Scene Text Detection on Images using Cellular Automata

Transfer Learning for Improving Model Predictions in Robotic Systems

Cloud Computing

Super Resolution with OCR Optimization

DNR - Auto deep lab paper review ppt

A scalable collaborative filtering framework based on co clustering

A fuzzy clustering algorithm for high dimensional streaming data

Implementing a neural network potential for exascale molecular dynamics

An Efficient APOA Techniques For Generalized Residual Vector Quantization Bas...

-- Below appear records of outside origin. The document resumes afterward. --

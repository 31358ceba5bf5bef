//! Inline TUI mode - a few rows at the bottom of the shell.

use ratatui::prelude::{Backend, Terminal};
use ratatui::{
    Frame,
    layout::{Constraint, Direction, Layout},
    style::{Modifier, Style},
    text::{Line, Span},
    widgets::{Clear, Paragraph},
};

use task_timer_core::{App, Clock};

use crate::theme::{glyphs, palette};
use crate::{add_time_line, button_line, key_hints, state_glyph};

pub const INLINE_VIEWPORT_HEIGHT: u16 = 3;

pub fn draw<C: Clock>(frame: &mut Frame, app: &App<C>) {
    let area = frame.area();
    frame.render_widget(Clear, area);

    let options = app.ui_options();
    let palette = palette(options);
    let glyphs = glyphs(options);

    let chunks = Layout::default()
        .direction(Direction::Vertical)
        .constraints([
            Constraint::Length(1),
            Constraint::Length(1),
            Constraint::Length(1),
        ])
        .split(area);

    let mut timer = vec![
        Span::raw(" "),
        Span::styled(state_glyph(app, &glyphs), Style::default().fg(palette.accent)),
        Span::raw(" "),
        Span::styled(
            app.displayed().to_string(),
            Style::default()
                .fg(palette.text_primary)
                .add_modifier(Modifier::BOLD),
        ),
        Span::raw("   "),
    ];
    timer.extend(button_line(app.action_label(), &palette).spans);
    frame.render_widget(Paragraph::new(Line::from(timer)), chunks[0]);

    let second_row = match app.notice() {
        Some(notice) if !app.add_time().is_visible() => Line::from(Span::styled(
            format!(" {notice}"),
            Style::default().fg(palette.error),
        )),
        _ => {
            let mut spans = vec![Span::raw(" ")];
            spans.extend(add_time_line(app, &palette, &glyphs).spans);
            Line::from(spans)
        }
    };
    frame.render_widget(Paragraph::new(second_row), chunks[1]);

    frame.render_widget(
        Paragraph::new(key_hints(app.input_mode(), &palette, &glyphs)),
        chunks[2],
    );
}

/// Blank the inline viewport so the shell prompt resumes on clean rows.
pub fn clear_inline_viewport<B>(terminal: &mut Terminal<B>) -> Result<(), B::Error>
where
    B: Backend,
{
    terminal.draw(|frame| frame.render_widget(Clear, frame.area()))?;
    Ok(())
}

Anomaly Detection at Scale

FAST ALGORITHMS FOR UNSUPERVISED LEARNING IN LARGE DATA SETS

20 26

Similar to Super Resolution Text Images

IPT.pdfManas Das

Parallel knn on gpu architecture using opencleSAT Journals

NeuralProcessingofGeneralPurposeApproximateProgramsMohid Nabil

Towards neuralprocessingofgeneralpurposeapproximateprogramsParidha Saxena

Content Based Video Retrieval in Transformed Domain using Fractional Coeffici...CSCJournals

SeRanet introductionKosuke Nakago

IMAGE CAPTION GENERATOR.pptx1.pptxxxxxxxxxxAtharvaTanawade

Survey paper on image compression techniquesIRJET Journal

Bp044411416IJERA Editor

Devanagari Digit and Character Recognition Using Convolutional Neural NetworkIRJET Journal

An Optimized Parallel Algorithm for Longest Common Subsequence Using Openmp –...IRJET Journal

Survey on Single image Super Resolution TechniquesIOSR Journals

Genetic Algorithm Processor for Image Noise Filtering Using Evolvable HardwareCSCJournals

OBTAINING SUPER-RESOLUTION IMAGES BY COMBINING LOW-RESOLUTION IMAGES WITH HIG...ijcsit

HRNET : Deep High-Resolution Representation Learning for Human Pose Estimationtaeseon ryu

A Review on Natural Scene Text Understanding for Computer Vision using Machin...IRJET Journal

Large Scale Kernel Learning using Block Coordinate DescentShaleen Kumar Gupta

Improving Graph Based Model for Content Based Image RetrievalIRJET Journal

Semantic Image Retrieval Using Relevance Feedback dannyijwest

Similar to Super Resolution Text Images (20)

IPT.pdf

Parallel knn on gpu architecture using opencl

NeuralProcessingofGeneralPurposeApproximatePrograms

Towards neuralprocessingofgeneralpurposeapproximateprograms

Content Based Video Retrieval in Transformed Domain using Fractional Coeffici...

SeRanet introduction

IMAGE CAPTION GENERATOR.pptx1.pptxxxxxxxxxx

Survey paper on image compression techniques

Bp044411416

Devanagari Digit and Character Recognition Using Convolutional Neural Network

An Optimized Parallel Algorithm for Longest Common Subsequence Using Openmp –...

Survey on Single image Super Resolution Techniques

Genetic Algorithm Processor for Image Noise Filtering Using Evolvable Hardware

OBTAINING SUPER-RESOLUTION IMAGES BY COMBINING LOW-RESOLUTION IMAGES WITH HIG...

HRNET : Deep High-Resolution Representation Learning for Human Pose Estimation

A Review on Natural Scene Text Understanding for Computer Vision using Machin...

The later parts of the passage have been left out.